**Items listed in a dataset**
//! Digest comparison for signature candidates.

use subtle::ConstantTimeEq;

/// Compare an expected signature digest with a candidate from the header.
///
/// Equal-length inputs take the same time wherever they differ. A length
/// mismatch returns early; every `v1` digest is 44 base64 characters, so this
/// reveals nothing about the key.
pub fn constant_time_compare(a: &[u8], b: &[u8]) -> bool {
    if a.len() != b.len() {
        return false;
    }
    a.ct_eq(b).into()
}

#[cfg(test)]
mod tests {
    use super::*;

    #[test]
    fn test_equal_slices() {
        assert!(constant_time_compare(b"g0hM9SsE", b"g0hM9SsE"));
    }

    #[test]
    fn test_first_byte_differs() {
        assert!(!constant_time_compare(b"g0hM9SsE", b"h0hM9SsE"));
    }

    #[test]
    fn test_any_flipped_digest_byte_is_rejected() {
        let digest = b"g0hM9SsE+OTPJTGt/tmIKtSyZlE3uFJELVlNIOLJ1OE=";
        for i in 0..digest.len() {
            let mut candidate = *digest;
            candidate[i] ^= 0x01;
            assert!(!constant_time_compare(digest, &candidate), "byte {i}");
        }
    }

    #[test]
    fn test_last_byte_differs() {
        assert!(!constant_time_compare(b"g0hM9SsE", b"g0hM9SsF"));
    }

    #[test]
    fn test_different_lengths() {
        assert!(!constant_time_compare(b"g0hM9SsE=", b"g0hM9SsE"));
    }

    #[test]
    fn test_empty_slices() {
        assert!(constant_time_compare(b"", b""));
    }
}
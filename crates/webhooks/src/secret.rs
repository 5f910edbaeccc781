//! Secret decoding.
//!
//! Secrets are exchanged as standard base64, optionally branded with a
//! `whsec_` prefix. The decoded bytes are used directly as the HMAC key.

use base64::engine::general_purpose::STANDARD;
use base64::Engine;
use std::fmt;

use crate::{Result, WebhookError};

/// Prefix carried by symmetric signing secrets.
pub const SECRET_PREFIX: &str = "whsec_";

/// Decode a symmetric secret, stripping the optional `whsec_` prefix.
pub fn decode_secret(secret: &str) -> Result<Vec<u8>> {
    decode_prefixed(secret, SECRET_PREFIX)
}

/// Strip `prefix` if present and decode the rest as standard base64.
pub(crate) fn decode_prefixed(value: &str, prefix: &str) -> Result<Vec<u8>> {
    if value.is_empty() {
        return Err(WebhookError::InvalidSecret("secret can't be empty".into()));
    }

    let encoded = value.strip_prefix(prefix).unwrap_or(value);
    STANDARD
        .decode(encoded)
        .map_err(|e| WebhookError::InvalidSecret(e.to_string()))
}

/// Decoded key material. `Debug` never prints the bytes.
#[derive(Clone, PartialEq, Eq)]
pub(crate) struct SecretKey(Vec<u8>);

impl SecretKey {
    pub(crate) fn new(bytes: Vec<u8>) -> Self {
        Self(bytes)
    }

    pub(crate) fn as_bytes(&self) -> &[u8] {
        &self.0
    }
}

impl fmt::Debug for SecretKey {
    fn fmt(&self, f: &mut fmt::Formatter<'_>) -> fmt::Result {
        write!(f, "SecretKey([REDACTED; {}])", self.0.len())
    }
}
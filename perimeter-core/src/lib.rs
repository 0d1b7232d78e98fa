pub mod audit;
pub mod config;
pub mod error;
pub mod orchestrator;
pub mod report;
pub mod rules;
pub mod targets;
pub mod tls;
pub mod triage;

pub use config::ScanConfig;
pub use error::{ProbeError, SetupError};
pub use orchestrator::Orchestrator;
pub use report::{ProbeOutcome, TargetOutcome, TargetReport};
// Per-target report model and report rendering

use crate::audit::ToolOutput;
use crate::rules::{HeaderFinding, RiskClass};
use crate::tls::TlsDetails;
use crate::triage::TriageSummary;
use chrono::{DateTime, Utc};
use perimeter_scanner::SiteMap;
use serde::{Deserialize, Serialize};
use std::fmt::Display;
use std::fs::File;
use std::io::Write;
use std::path::Path;

const BANNER: &str =
    "━━━━━━━━━━━━━━━━━━━━━━━━━━━━━━━━━━━━━━━━━━━━━━━━━━━━━━━━━━━━━━━━━━━━━━━━━━━━━━\n";
const RULE: &str =
    "────────────────────────────────────────────────────────────────────────────────\n";

#[derive(Debug, Clone, Copy, PartialEq, Eq, Serialize, Deserialize)]
pub enum ReportFormat {
    Text,
    Json,
}

impl ReportFormat {
    pub fn from_str(s: &str) -> Option<Self> {
        match s.to_lowercase().as_str() {
            "text" | "txt" => Some(ReportFormat::Text),
            "json" => Some(ReportFormat::Json),
            _ => None,
        }
    }
}

/// Result slot of one sub-probe: a payload or the reason it failed, never both.
#[derive(Debug, Clone, PartialEq, Eq, Serialize, Deserialize)]
#[serde(tag = "outcome", rename_all = "snake_case")]
pub enum ProbeOutcome<T> {
    Completed(T),
    Failed { reason: String },
}

impl<T> ProbeOutcome<T> {
    pub fn failed(reason: impl Into<String>) -> Self {
        ProbeOutcome::Failed {
            reason: reason.into(),
        }
    }

    pub fn from_result<E: Display>(result: Result<T, E>) -> Self {
        match result {
            Ok(value) => ProbeOutcome::Completed(value),
            Err(e) => ProbeOutcome::failed(e.to_string()),
        }
    }

    pub fn completed(&self) -> Option<&T> {
        match self {
            ProbeOutcome::Completed(value) => Some(value),
            ProbeOutcome::Failed { .. } => None,
        }
    }

    pub fn failure(&self) -> Option<&str> {
        match self {
            ProbeOutcome::Completed(_) => None,
            ProbeOutcome::Failed { reason } => Some(reason),
        }
    }

    pub fn is_completed(&self) -> bool {
        matches!(self, ProbeOutcome::Completed(_))
    }
}

#[derive(Debug, Clone, PartialEq, Eq, Serialize, Deserialize)]
pub struct BaselineObservation {
    pub final_url: String,
    pub status: u16,
    pub headers: Vec<(String, String)>,
    pub body_snippet: String,
}

/// Everything learned about a target whose baseline fetch succeeded.
#[derive(Debug, Clone, PartialEq, Eq, Serialize, Deserialize)]
pub struct Assessment {
    pub baseline: BaselineObservation,
    pub findings: Vec<HeaderFinding>,
    pub score: u32,
    pub risk: RiskClass,
    pub suggestions: Vec<String>,
    pub tls: ProbeOutcome<TlsDetails>,
    pub transport_audit: ProbeOutcome<ToolOutput>,
    pub crawl: ProbeOutcome<SiteMap>,
    pub log_triage: ProbeOutcome<TriageSummary>,
}

#[derive(Debug, Clone, PartialEq, Eq, Serialize, Deserialize)]
#[serde(tag = "status", rename_all = "snake_case")]
pub enum TargetOutcome {
    /// The baseline fetch failed; nothing else was attempted.
    Unreachable { error: String },
    Assessed(Box<Assessment>),
}

#[derive(Debug, Clone, PartialEq, Eq, Serialize, Deserialize)]
pub struct TargetReport {
    pub target: String,
    pub scanned_at: DateTime<Utc>,
    pub outcome: TargetOutcome,
}

impl TargetReport {
    pub fn unreachable(target: impl Into<String>, error: impl Into<String>) -> Self {
        Self {
            target: target.into(),
            scanned_at: Utc::now(),
            outcome: TargetOutcome::Unreachable {
                error: error.into(),
            },
        }
    }

    pub fn assessed(target: impl Into<String>, assessment: Assessment) -> Self {
        Self {
            target: target.into(),
            scanned_at: Utc::now(),
            outcome: TargetOutcome::Assessed(Box::new(assessment)),
        }
    }

    pub fn assessment(&self) -> Option<&Assessment> {
        match &self.outcome {
            TargetOutcome::Assessed(assessment) => Some(assessment),
            TargetOutcome::Unreachable { .. } => None,
        }
    }

    pub fn error(&self) -> Option<&str> {
        match &self.outcome {
            TargetOutcome::Unreachable { error } => Some(error),
            TargetOutcome::Assessed(_) => None,
        }
    }
}

/// First `max_chars` characters of `body`, never splitting a character.
pub fn body_snippet(body: &str, max_chars: usize) -> String {
    body.chars().take(max_chars).collect()
}

pub fn render_text_summary(reports: &[TargetReport]) -> String {
    let mut report = String::new();

    report.push_str(BANNER);
    report.push_str("                      PERIMETER EXPOSURE ASSESSMENT\n");
    report.push_str(BANNER);
    report.push('\n');
    report.push_str(&format!("Targets:      {}\n", reports.len()));
    let unreachable = reports.iter().filter(|r| r.error().is_some()).count();
    if unreachable > 0 {
        report.push_str(&format!("Unreachable:  {}\n", unreachable));
    }
    report.push('\n');

    for target_report in reports {
        report.push_str(BANNER);
        report.push_str(&format!("{}\n", target_report.target));
        report.push_str(BANNER);
        report.push_str(&format!(
            "Scanned:      {}\n",
            target_report.scanned_at.to_rfc3339()
        ));

        match &target_report.outcome {
            TargetOutcome::Unreachable { error } => {
                report.push_str(&format!("Error:        {}\n\n", error));
            }
            TargetOutcome::Assessed(assessment) => {
                push_assessment(&mut report, assessment);
            }
        }
    }

    report.push_str(BANNER);
    report.push_str("Generated by Perimeter - passive web exposure assessment\n");
    report.push_str("For authorized security testing only.\n\n");

    report
}

fn push_assessment(report: &mut String, assessment: &Assessment) {
    report.push_str(&format!("HTTP Status:  {}\n", assessment.baseline.status));
    report.push_str(&format!(
        "Risk:         {} (score {})\n\n",
        assessment.risk, assessment.score
    ));

    if !assessment.findings.is_empty() {
        report.push_str("Findings:\n");
        for finding in &assessment.findings {
            report.push_str(&format!(
                "  [{}] {} - {}\n",
                finding.severity, finding.rule, finding.detail
            ));
        }
        report.push('\n');
    }

    if !assessment.suggestions.is_empty() {
        report.push_str("Suggestions:\n");
        for suggestion in &assessment.suggestions {
            report.push_str(&format!("  - {}\n", suggestion));
        }
        report.push('\n');
    }

    match &assessment.tls {
        ProbeOutcome::Completed(tls) => {
            let cipher = tls
                .cipher
                .as_ref()
                .map(|c| format!("{} ({} bits)", c.name, c.bits))
                .unwrap_or_else(|| "unknown cipher".to_string());
            report.push_str(&format!("TLS:          {} / {}\n", tls.protocol, cipher));
            if let Some(cert) = &tls.certificate {
                report.push_str(&format!("Certificate:  {}\n", cert.subject));
                report.push_str(&format!("Valid until:  {}\n", cert.not_after));
            }
        }
        ProbeOutcome::Failed { reason } => {
            report.push_str(&format!("TLS:          error: {}\n", reason));
        }
    }

    match &assessment.transport_audit {
        ProbeOutcome::Completed(output) => {
            let code = output
                .exit_code
                .map(|c| c.to_string())
                .unwrap_or_else(|| "signal".to_string());
            report.push_str(&format!("Audit tool:   exit {}\n", code));
        }
        ProbeOutcome::Failed { reason } => {
            report.push_str(&format!("Audit tool:   error: {}\n", reason));
        }
    }

    match &assessment.crawl {
        ProbeOutcome::Completed(sitemap) => {
            report.push_str(&format!(
                "Crawl:        {} visited, {} pages, {} forms, {} endpoints, {} rendered\n",
                sitemap.visited_count(),
                sitemap.pages.len(),
                sitemap.forms.len(),
                sitemap.api_endpoints.len(),
                sitemap.rendered_pages
            ));
            let assets = &sitemap.static_assets;
            if !assets.is_empty() {
                report.push_str(&format!(
                    "Assets:       {} ({} scripts, {} stylesheets, {} images)\n",
                    assets.len(),
                    assets.scripts.len(),
                    assets.stylesheets.len(),
                    assets.images.len()
                ));
            }
            if let Some(render_error) = &sitemap.render_error {
                report.push_str(&format!("Render:       disabled ({})\n", render_error));
            }
        }
        ProbeOutcome::Failed { reason } => {
            report.push_str(&format!("Crawl:        error: {}\n", reason));
        }
    }

    match &assessment.log_triage {
        ProbeOutcome::Completed(triage) => {
            report.push_str(&format!("Log triage:   {}\n", triage.status.as_str()));
            for finding in &triage.findings {
                report.push_str(&format!(
                    "  [{}] {}: {}\n",
                    finding.severity, finding.category, finding.summary
                ));
            }
        }
        ProbeOutcome::Failed { reason } => {
            report.push_str(&format!("Log triage:   error: {}\n", reason));
        }
    }

    report.push('\n');
    report.push_str(RULE);
    report.push('\n');
}

pub fn generate_json_report(reports: &[TargetReport]) -> Result<String, serde_json::Error> {
    let json_report = serde_json::json!({
        "metadata": {
            "generator": "Perimeter",
            "version": env!("CARGO_PKG_VERSION"),
            "generated_at": Utc::now().to_rfc3339(),
            "disclaimer": "For authorized security testing only"
        },
        "targets": reports,
    });

    serde_json::to_string_pretty(&json_report)
}

pub fn save_report(content: &str, path: &Path) -> std::io::Result<()> {
    let mut file = File::create(path)?;
    file.write_all(content.as_bytes())?;
    Ok(())
}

**What you are asked to do**
Exact reproduction is required: output the lines from the start of the entries above through the line with "branded with a".

**Result of this task**
//! Digest comparison for signature candidates.

use subtle::ConstantTimeEq;

/// Compare an expected signature digest with a candidate from the header.
///
/// Equal-length inputs take the same time wherever they differ. A length
/// mismatch returns early; every `v1` digest is 44 base64 characters, so this
/// reveals nothing about the key.
pub fn constant_time_compare(a: &[u8], b: &[u8]) -> bool {
    if a.len() != b.len() {
        return false;
    }
    a.ct_eq(b).into()
}

#[cfg(test)]
mod tests {
    use super::*;

    #[test]
    fn test_equal_slices() {
        assert!(constant_time_compare(b"g0hM9SsE", b"g0hM9SsE"));
    }

    #[test]
    fn test_first_byte_differs() {
        assert!(!constant_time_compare(b"g0hM9SsE", b"h0hM9SsE"));
    }

    #[test]
    fn test_any_flipped_digest_byte_is_rejected() {
        let digest = b"g0hM9SsE+OTPJTGt/tmIKtSyZlE3uFJELVlNIOLJ1OE=";
        for i in 0..digest.len() {
            let mut candidate = *digest;
            candidate[i] ^= 0x01;
            assert!(!constant_time_compare(digest, &candidate), "byte {i}");
        }
    }

    #[test]
    fn test_last_byte_differs() {
        assert!(!constant_time_compare(b"g0hM9SsE", b"g0hM9SsF"));
    }

    #[test]
    fn test_different_lengths() {
        assert!(!constant_time_compare(b"g0hM9SsE=", b"g0hM9SsE"));
    }

    #[test]
    fn test_empty_slices() {
        assert!(constant_time_compare(b"", b""));
    }
}
filename crates/webhooks/src/secret.rs
repository 5f910edbaeccc781
//! Secret decoding.
//!
//! Secrets are exchanged as standard base64, optionally branded with a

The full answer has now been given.